O poder da invisibilidade

Ser Invisível é um poder que nos foi atribuído há mais de 130 anos e até hoje esperam que permaneçamos usando ele. Não querem nos ver em lugar algum, devemos continuar invisíveis para que a vida deles, os algozes, possa seguir o curso normal sem ver o semelhante que é diferente e ao mesmo tempo tão igual. Voltar há um normal que não nos enxerga, um normal onde não temos voz, somos somente corpos moreninhos ou escuros que obstruem seus caminhos para uma branquitude plena.

Devemos trabalhar em silêncio pois um poder anula o outro. Como um ser invisível poderia falar? Estamos no século XXI mas a mentalidade da sociedade ainda está cinco séculos atrasada. Somos a força motriz que impulsiona a economia de um país rico, que é o celeiro do mundo e onde a maioria invisível trabalha passando fome. Há um apagamento físico, social e moral que não é de hoje ou de ontem, é desde que trouxeram pessoas empilhadas em condições desumanas para trabalhar de graça. Somos sistematicamente ignorados em nome de uma sociedade justa e igualitária que não existe, mesmo em seus melhores discursos por igualdade ainda ouvimos absurdos como: “Eu sou uma mulher branca de 60 anos e não consigo ganhar um edital porque agora é tudo para outras cores”. Nem ao menos se dirigem a nós como seres humanos, somos ‘‘outras cores’’. Somos apenas aqueles que abriram caminhos para que as “senhoras brancas” pudessem ter os seus privilégios até os 60 anos.

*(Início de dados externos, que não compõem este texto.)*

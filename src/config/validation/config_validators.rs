//! Validators for the gateway configuration sections

use super::trait_def::Validate;
use crate::config::models::{GatewayConfig, UpstreamMode};
use crate::core::providers::bedrock::{BedrockConfig, GenerationParams};

impl Validate for BedrockConfig {
    fn validate(&self) -> Result<(), String> {
        BedrockConfig::validate(self)
    }
}

impl Validate for GenerationParams {
    fn validate(&self) -> Result<(), String> {
        GenerationParams::validate(self)
    }
}

impl Validate for GatewayConfig {
    fn validate(&self) -> Result<(), String> {
        let sections: [(&str, &dyn Validate); 6] = [
            ("server", &self.server),
            ("bedrock", &self.bedrock),
            ("upstream", &self.upstream),
            ("generation", &self.generation),
            ("chat", &self.chat),
            ("logging", &self.logging),
        ];

        for (name, section) in sections {
            // The Bedrock section is unused when a remote gateway serves requests
            if name == "bedrock" && self.upstream.mode == UpstreamMode::Remote {
                continue;
            }
            section
                .validate()
                .map_err(|e| format!("{} config error: {}", name, e))?;
        }
        Ok(())
    }
}
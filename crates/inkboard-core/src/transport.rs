//! Client side of the relay connection.
//!
//! Sends are fire-and-forget: the frame loop queues actions in an
//! [`Outbox`], flushes them through a [`Transport`], and polls the
//! transport for whatever the server pushed in the meantime.

use crate::protocol::{BoardAction, ClientMessage, ServerMessage};
use thiserror::Error;

/// Transport errors.
#[derive(Debug, Error)]
pub enum TransportError {
    #[error("Invalid URL: {0}")]
    InvalidUrl(#[from] url::ParseError),
    #[error("Invalid WebSocket URL scheme: {0}")]
    Scheme(String),
    #[error("Already connected")]
    AlreadyConnected,
    #[error("Not connected")]
    NotConnected,
    #[error("Send failed: {0}")]
    Send(String),
    #[error("JSON error: {0}")]
    Json(#[from] serde_json::Error),
}

pub type TransportResult<T> = Result<T, TransportError>;

/// Connection state
#[derive(Debug, Clone, Copy, PartialEq, Eq, Default)]
pub enum ConnectionState {
    #[default]
    Disconnected,
    Connecting,
    Connected,
    Error,
}

/// Events surfaced by a transport.
#[derive(Debug, Clone)]
pub enum TransportEvent {
    Connected,
    Disconnected,
    Message(ServerMessage),
    Error { message: String },
}

/// A connection to the relay.
pub trait Transport {
    fn send(&mut self, message: &ClientMessage) -> TransportResult<()>;

    /// Drain pending events without blocking.
    fn poll_events(&mut self) -> Vec<TransportEvent>;

    fn state(&self) -> ConnectionState;

    fn is_connected(&self) -> bool {
        self.state() == ConnectionState::Connected
    }
}

/// Actions waiting to be sent.
#[derive(Debug, Clone, Default)]
pub struct Outbox {
    pending: Vec<BoardAction>,
}

impl Outbox {
    pub fn push(&mut self, action: BoardAction) {
        self.pending.push(action);
    }

    pub fn drain(&mut self) -> Vec<BoardAction> {
        std::mem::take(&mut self.pending)
    }

    pub fn len(&self) -> usize {
        self.pending.len()
    }

    pub fn is_empty(&self) -> bool {
        self.pending.is_empty()
    }

    pub fn clear(&mut self) {
        self.pending.clear();
    }
}

mod native {
    use super::*;
    use std::sync::mpsc::{Receiver, Sender, TryRecvError, channel};
    use std::thread::{self, JoinHandle};
    use std::time::Duration;
    use tungstenite::{Message, connect};
    use url::Url;

    enum WsCommand {
        Send(String),
        Close,
    }

    /// WebSocket client backed by a background thread.
    pub struct NativeWebSocket {
        state: ConnectionState,
        cmd_tx: Option<Sender<WsCommand>>,
        event_rx: Option<Receiver<TransportEvent>>,
        _thread: Option<JoinHandle<()>>,
    }

    impl NativeWebSocket {
        pub fn new() -> Self {
            Self {
                state: ConnectionState::Disconnected,
                cmd_tx: None,
                event_rx: None,
                _thread: None,
            }
        }

        pub fn connect(&mut self, url: &str) -> TransportResult<()> {
            if self.cmd_tx.is_some() {
                return Err(TransportError::AlreadyConnected);
            }
            let parsed = Url::parse(url)?;
            if parsed.scheme() != "ws" && parsed.scheme() != "wss" {
                return Err(TransportError::Scheme(parsed.scheme().to_string()));
            }

            self.state = ConnectionState::Connecting;
            let (cmd_tx, cmd_rx) = channel::<WsCommand>();
            let (event_tx, event_rx) = channel::<TransportEvent>();
            let url = url.to_string();
            let handle = thread::spawn(move || run(url, cmd_rx, event_tx));

            self.cmd_tx = Some(cmd_tx);
            self.event_rx = Some(event_rx);
            self._thread = Some(handle);
            Ok(())
        }

        pub fn disconnect(&mut self) {
            if let Some(tx) = self.cmd_tx.take() {
                let _ = tx.send(WsCommand::Close);
            }
            self.event_rx = None;
            self._thread = None;
            self.state = ConnectionState::Disconnected;
        }
    }

    impl Default for NativeWebSocket {
        fn default() -> Self {
            Self::new()
        }
    }

    impl Drop for NativeWebSocket {
        fn drop(&mut self) {
            self.disconnect();
        }
    }

    impl Transport for NativeWebSocket {
        fn send(&mut self, message: &ClientMessage) -> TransportResult<()> {
            let tx = self.cmd_tx.as_ref().ok_or(TransportError::NotConnected)?;
            let json = serde_json::to_string(message)?;
            tx.send(WsCommand::Send(json))
                .map_err(|e| TransportError::Send(e.to_string()))
        }

        fn poll_events(&mut self) -> Vec<TransportEvent> {
            let Some(rx) = self.event_rx.as_ref() else {
                return Vec::new();
            };
            let mut events = Vec::new();
            while let Ok(event) = rx.try_recv() {
                match &event {
                    TransportEvent::Connected => self.state = ConnectionState::Connected,
                    TransportEvent::Disconnected => self.state = ConnectionState::Disconnected,
                    TransportEvent::Error { .. } => self.state = ConnectionState::Error,
                    TransportEvent::Message(_) => {}
                }
                events.push(event);
            }
            events
        }

        fn state(&self) -> ConnectionState {
            self.state
        }
    }

    fn run(url: String, cmd_rx: Receiver<WsCommand>, event_tx: Sender<TransportEvent>) {
        log::info!("WebSocket thread: connecting to {url}");
        let mut socket = match connect(&url) {
            Ok((socket, response)) => {
                log::info!("WebSocket connected, status: {}", response.status());
                socket
            }
            Err(e) => {
                log::error!("WebSocket connection failed: {e}");
                let _ = event_tx.send(TransportEvent::Error {
                    message: format!("Connection failed: {e}"),
                });
                return;
            }
        };
        let _ = event_tx.send(TransportEvent::Connected);

        // Short read timeouts let the loop interleave reads and sends.
        if let tungstenite::stream::MaybeTlsStream::Plain(tcp) = socket.get_mut() {
            let _ = tcp.set_read_timeout(Some(Duration::from_millis(50)));
            let _ = tcp.set_write_timeout(Some(Duration::from_secs(5)));
        }

        loop {
            match cmd_rx.try_recv() {
                Ok(WsCommand::Send(msg)) => {
                    if let Err(e) = socket.send(Message::text(msg)) {
                        log::error!("WebSocket send error: {e}");
                        break;
                    }
                }
                Ok(WsCommand::Close) => {
                    let _ = socket.close(None);
                    break;
                }
                Err(TryRecvError::Disconnected) => break,
                Err(TryRecvError::Empty) => {}
            }

            match socket.read() {
                Ok(Message::Text(txt)) => match serde_json::from_str::<ServerMessage>(&txt) {
                    Ok(msg) => {
                        let _ = event_tx.send(TransportEvent::Message(msg));
                    }
                    Err(e) => log::warn!("Failed to parse server message: {e}"),
                },
                Ok(Message::Ping(data)) => {
                    let _ = socket.send(Message::Pong(data));
                }
                Ok(Message::Close(_)) => {
                    log::info!("WebSocket received close frame");
                    break;
                }
                Ok(_) => {}
                Err(tungstenite::Error::Io(ref e))
                    if matches!(e.kind(), std::io::ErrorKind::WouldBlock | std::io::ErrorKind::TimedOut) => {}
                Err(e) => {
                    log::error!("WebSocket read error: {e}");
                    let _ = event_tx.send(TransportEvent::Error { message: e.to_string() });
                    break;
                }
            }
        }

        log::info!("WebSocket thread exiting");
        let _ = event_tx.send(TransportEvent::Disconnected);
    }
}

pub use native::NativeWebSocket;
//! Binary encoding of board items.
//!
//! A blob is a plain concatenation of item records with no header or count;
//! the reader runs until the data is exhausted. All numbers are
//! little-endian. Record layout:
//!
//! ```text
//! u32  id
//! u8   type       0 path, 1 rectangle, 2 ellipse, 3 image, 4 text
//! u8   locked
//! u8   z_index
//! cstr label      NUL-terminated UTF-8, empty when the item has none
//! f32  x, y, x2, y2
//! path:      u32 color, u8 weight, u32 count, count * (f32 x, f32 y, f32 pressure)
//! rect/ell:  u32 color, u8 weight, u8 filled
//! image:     cstr src
//! text:      u32 color, u8 weight, f32 font_size, u8 alignment, cstr text
//! ```
//!
//! A pressure of `-1.0` means the point has none. A record that fails to
//! decode is skipped and decoding resumes right after the bytes it
//! consumed; a truncated tail ends decoding.

use crate::geometry::{PressurePoint, Rect};
use crate::items::{
    BoardItem, ImageItem, ItemId, ItemKind, ItemType, MAX_ITEM_ID, PathItem, ShapeItem, Stroke, TextAlign,
    TextItem, next_item_id, quantize_weight,
};
use thiserror::Error;

/// Decoding errors of a single record.
#[derive(Debug, Clone, PartialEq, Error)]
pub enum CodecError {
    #[error("Unexpected end of data at offset {0}")]
    UnexpectedEof(usize),
    #[error("Unknown item type {tag} at offset {offset}")]
    UnknownType { tag: u8, offset: usize },
    #[error("Non-finite geometry in item {0}")]
    NonFinite(ItemId),
    #[error("Point count {count} exceeds the remaining data at offset {offset}")]
    PointCount { count: u32, offset: usize },
    #[error("Unknown text alignment {0}")]
    Alignment(u8),
}

pub type CodecResult<T> = Result<T, CodecError>;

/// What to do with the ids stored in a blob.
#[derive(Debug, Clone, Copy, PartialEq, Eq, Default)]
pub enum IdMode {
    /// Keep stored ids; used for loading and sync.
    #[default]
    Preserve,
    /// Give every decoded item a fresh id; used for paste.
    Regenerate,
}

const NO_PRESSURE: f32 = -1.0;
const POINT_SIZE: usize = 12;
const HEADER_SIZE: usize = 4 + 1 + 1 + 1 + 16;

/// Append-only little-endian writer over a preallocated buffer.
#[derive(Debug, Default)]
pub struct Writer {
    buf: Vec<u8>,
}

impl Writer {
    pub fn with_capacity(capacity: usize) -> Self {
        Self {
            buf: Vec::with_capacity(capacity),
        }
    }

    pub fn u8(&mut self, v: u8) {
        self.buf.push(v);
    }

    pub fn u32(&mut self, v: u32) {
        self.buf.extend_from_slice(&v.to_le_bytes());
    }

    pub fn f32(&mut self, v: f32) {
        self.buf.extend_from_slice(&v.to_le_bytes());
    }

    /// NUL-terminated string; interior NULs are dropped.
    pub fn cstr(&mut self, s: &str) {
        self.buf.extend(s.bytes().filter(|b| *b != 0));
        self.buf.push(0);
    }

    pub fn len(&self) -> usize {
        self.buf.len()
    }

    pub fn is_empty(&self) -> bool {
        self.buf.is_empty()
    }

    pub fn into_inner(self) -> Vec<u8> {
        self.buf
    }
}

/// Cursor over an encoded blob.
#[derive(Debug, Clone)]
pub struct Reader<'a> {
    data: &'a [u8],
    pos: usize,
}

impl<'a> Reader<'a> {
    pub fn new(data: &'a [u8]) -> Self {
        Self { data, pos: 0 }
    }

    pub fn position(&self) -> usize {
        self.pos
    }

    /// True once every byte has been consumed.
    pub fn eod(&self) -> bool {
        self.pos >= self.data.len()
    }

    pub fn remaining(&self) -> usize {
        self.data.len().saturating_sub(self.pos)
    }

    fn take(&mut self, n: usize) -> CodecResult<&'a [u8]> {
        if self.remaining() < n {
            return Err(CodecError::UnexpectedEof(self.pos));
        }
        let bytes = &self.data[self.pos..self.pos + n];
        self.pos += n;
        Ok(bytes)
    }

    fn array<const N: usize>(&mut self) -> CodecResult<[u8; N]> {
        let mut out = [0u8; N];
        out.copy_from_slice(self.take(N)?);
        Ok(out)
    }

    pub fn u8(&mut self) -> CodecResult<u8> {
        Ok(self.array::<1>()?[0])
    }

    pub fn u32(&mut self) -> CodecResult<u32> {
        Ok(u32::from_le_bytes(self.array()?))
    }

    pub fn f32(&mut self) -> CodecResult<f32> {
        Ok(f32::from_le_bytes(self.array()?))
    }

    /// Read up to the next NUL. Invalid UTF-8 is replaced, not rejected.
    pub fn cstr(&mut self) -> CodecResult<String> {
        let rest = &self.data[self.pos.min(self.data.len())..];
        let Some(end) = rest.iter().position(|b| *b == 0) else {
            return Err(CodecError::UnexpectedEof(self.data.len()));
        };
        let s = String::from_utf8_lossy(&rest[..end]).into_owned();
        self.pos += end + 1;
        Ok(s)
    }

    /// Step past a byte that could not start a record.
    fn skip(&mut self, from: usize) {
        if self.pos <= from {
            self.pos = from + 1;
        }
    }
}

fn cstr_size(s: &str) -> usize {
    s.bytes().filter(|b| *b != 0).count() + 1
}

/// Exact number of bytes `item` occupies when encoded.
pub fn serialized_size(item: &BoardItem) -> usize {
    let label = cstr_size(item.label.as_deref().unwrap_or(""));
    let body = match &item.kind {
        ItemKind::Path(p) => 4 + 1 + 4 + p.points.len() * POINT_SIZE,
        ItemKind::Rectangle(_) | ItemKind::Ellipse(_) => 4 + 1 + 1,
        ItemKind::Image(img) => cstr_size(&img.src),
        ItemKind::Text(t) => 4 + 1 + 4 + 1 + cstr_size(&t.text),
    };
    HEADER_SIZE + label + body
}

fn encodable(item: &BoardItem) -> bool {
    if item.id > MAX_ITEM_ID {
        log::warn!("item {} does not fit the record id field, not encoded", item.id);
        return false;
    }
    true
}

/// Encode items into one blob, in iteration order.
pub fn encode<'a, I>(items: I) -> Vec<u8>
where
    I: IntoIterator<Item = &'a BoardItem>,
{
    let items: Vec<&BoardItem> = items.into_iter().filter(|item| encodable(item)).collect();
    let size = items.iter().map(|item| serialized_size(item)).sum();
    let mut w = Writer::with_capacity(size);
    for item in items {
        write_item(&mut w, item);
    }
    debug_assert_eq!(w.len(), size);
    w.into_inner()
}

fn write_stroke(w: &mut Writer, stroke: &Stroke) {
    w.u32(stroke.color);
    w.u8(quantize_weight(stroke.weight) as u8);
}

/// Write one record. The id must already be known to fit in `u32`.
pub fn write_item(w: &mut Writer, item: &BoardItem) {
    w.u32(item.id as u32);
    w.u8(item.item_type() as u8);
    w.u8(item.locked as u8);
    w.u8(item.z_index);
    w.cstr(item.label.as_deref().unwrap_or(""));
    for v in [item.rect.x, item.rect.y, item.rect.x2, item.rect.y2] {
        w.f32(v);
    }
    match &item.kind {
        ItemKind::Path(p) => {
            write_stroke(w, &p.stroke);
            w.u32(p.points.len() as u32);
            for pt in &p.points {
                w.f32(pt.x);
                w.f32(pt.y);
                w.f32(pt.pressure.unwrap_or(NO_PRESSURE));
            }
        }
        ItemKind::Rectangle(s) | ItemKind::Ellipse(s) => {
            write_stroke(w, &s.stroke);
            w.u8(s.filled as u8);
        }
        ItemKind::Image(img) => w.cstr(&img.src),
        ItemKind::Text(t) => {
            write_stroke(w, &t.stroke);
            w.f32(t.font_size);
            w.u8(t.alignment as u8);
            w.cstr(&t.text);
        }
    }
}

fn read_stroke(r: &mut Reader<'_>) -> CodecResult<Stroke> {
    let color = r.u32()?;
    let weight = r.u8()? as f32;
    Ok(Stroke { color, weight })
}

/// Read one record starting at the reader's cursor.
pub fn read_item(r: &mut Reader<'_>, mode: IdMode) -> CodecResult<BoardItem> {
    let offset = r.position();
    let id = r.u32()? as ItemId;
    let tag = r.u8()?;
    let item_type = ItemType::try_from(tag).map_err(|tag| CodecError::UnknownType { tag, offset })?;
    let locked = r.u8()? != 0;
    let z_index = r.u8()?;
    let label = r.cstr()?;
    let rect = Rect::new(r.f32()?, r.f32()?, r.f32()?, r.f32()?);

    let kind = match item_type {
        ItemType::Path => {
            let stroke = read_stroke(r)?;
            let count = r.u32()?;
            if count as usize > r.remaining() / POINT_SIZE {
                return Err(CodecError::PointCount { count, offset });
            }
            let mut points = Vec::with_capacity(count as usize);
            for _ in 0..count {
                let (x, y, pressure) = (r.f32()?, r.f32()?, r.f32()?);
                if !(x.is_finite() && y.is_finite()) {
                    return Err(CodecError::NonFinite(id));
                }
                let pressure = (pressure.is_finite() && pressure >= 0.0).then(|| pressure.min(1.0));
                points.push(PressurePoint { x, y, pressure });
            }
            ItemKind::Path(PathItem { stroke, points })
        }
        ItemType::Rectangle | ItemType::Ellipse => {
            let stroke = read_stroke(r)?;
            let filled = r.u8()? != 0;
            let shape = ShapeItem { stroke, filled };
            if item_type == ItemType::Rectangle {
                ItemKind::Rectangle(shape)
            } else {
                ItemKind::Ellipse(shape)
            }
        }
        ItemType::Image => ItemKind::Image(ImageItem { src: r.cstr()? }),
        ItemType::Text => {
            let stroke = read_stroke(r)?;
            let font_size = r.f32()?;
            let alignment = TextAlign::try_from(r.u8()?).map_err(CodecError::Alignment)?;
            let text = r.cstr()?;
            if !font_size.is_finite() {
                return Err(CodecError::NonFinite(id));
            }
            ItemKind::Text(TextItem {
                stroke,
                font_size,
                alignment,
                text,
            })
        }
    };

    if !rect.is_finite() {
        return Err(CodecError::NonFinite(id));
    }

    let mut item = BoardItem {
        id,
        rect,
        z_index,
        locked,
        label: None,
        kind,
    };
    item.set_label(Some(label));
    if mode == IdMode::Regenerate {
        item.id = next_item_id();
    }
    Ok(item)
}

/// Outcome of a tolerant decode.
#[derive(Debug, Default)]
pub struct DecodeReport {
    pub items: Vec<BoardItem>,
    /// Offset and reason of every record that was dropped.
    pub skipped: Vec<(usize, CodecError)>,
    /// True when the blob ended inside a record.
    pub truncated: bool,
}

/// Decode every readable record, reporting what was dropped.
pub fn decode_with_report(data: &[u8], mode: IdMode) -> DecodeReport {
    let mut report = DecodeReport::default();
    let mut r = Reader::new(data);
    while !r.eod() {
        let start = r.position();
        match read_item(&mut r, mode) {
            Ok(item) => report.items.push(item),
            Err(err @ CodecError::UnexpectedEof(_)) => {
                log::warn!("truncated record at offset {start}: {err}");
                report.skipped.push((start, err));
                report.truncated = true;
                break;
            }
            Err(err) => {
                log::warn!("skipping record at offset {start}: {err}");
                report.skipped.push((start, err));
                r.skip(start);
            }
        }
    }
    report
}

/// Decode every readable record; failures are logged and skipped.
pub fn decode(data: &[u8], mode: IdMode) -> Vec<BoardItem> {
    decode_with_report(data, mode).items
}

Não temos garantia, nunca tivemos, nem quando foi assinada uma lei que nos marginalizou e nos condenou ao ostracismo social e não nos deixou outra alternativa a não ser nos aquilombar-mos em busca dos nossos iguais e da tão sonhada liberdade. Ainda hoje vivemos sob o jugo de leis que não incentivam, de cotas que não são distribuídas a quem realmente são destinadas, de pessoas que nos apresentam como se fôssemos a sua salvação do julgamento, ‘‘eu tenho um amigo preto’’. Nos pedem para esquecer o passado e continuarmos invisíveis, mas já esquecemos tantas coisas, esquecemos nossas origens, esquecemos nossos ancestrais, não vamos esquecer mais nada, não vamos esquecer as injustiças, não vamos esquecer quem somos e principalmente não vamos mais tolerar o embranquecimento disfarçado pela miscigenação imposto durante tantos séculos. ‘‘Isso é passado’’ – nos dizem – ‘‘esqueçam, esqueçam sua história, esqueçam sua glória’’. Esqueçam o quão forte vocês são ao se unirem e estaremos salvos na nossa branca ignorância patética.

Sentimos muito, quer dizer, não sentimos não e não vamos esquecer mais nada, vamos nos reencontrar com nosso passado, vamos abrir os baús guardados na memória dos nossos pretos e pretas velhas. Vamos nos reconectar com nosso legado. O mundo está mudando, nossas vozes estão sendo ouvidas, o poder impingido da invisibilidade será devolvido, não nos serve mais e talvez nunca tenha servido. Teoricamente os tempos de intolerância já se acabaram, porém se levantarmos o manto cor de rosa da hipocrisia vamos encontrar os mesmos senhores feudais e os feitores de escravizados reencarnados com uma nova roupa, uma roupa rota com a etiqueta “Não sou racista”, suja de sangue preto.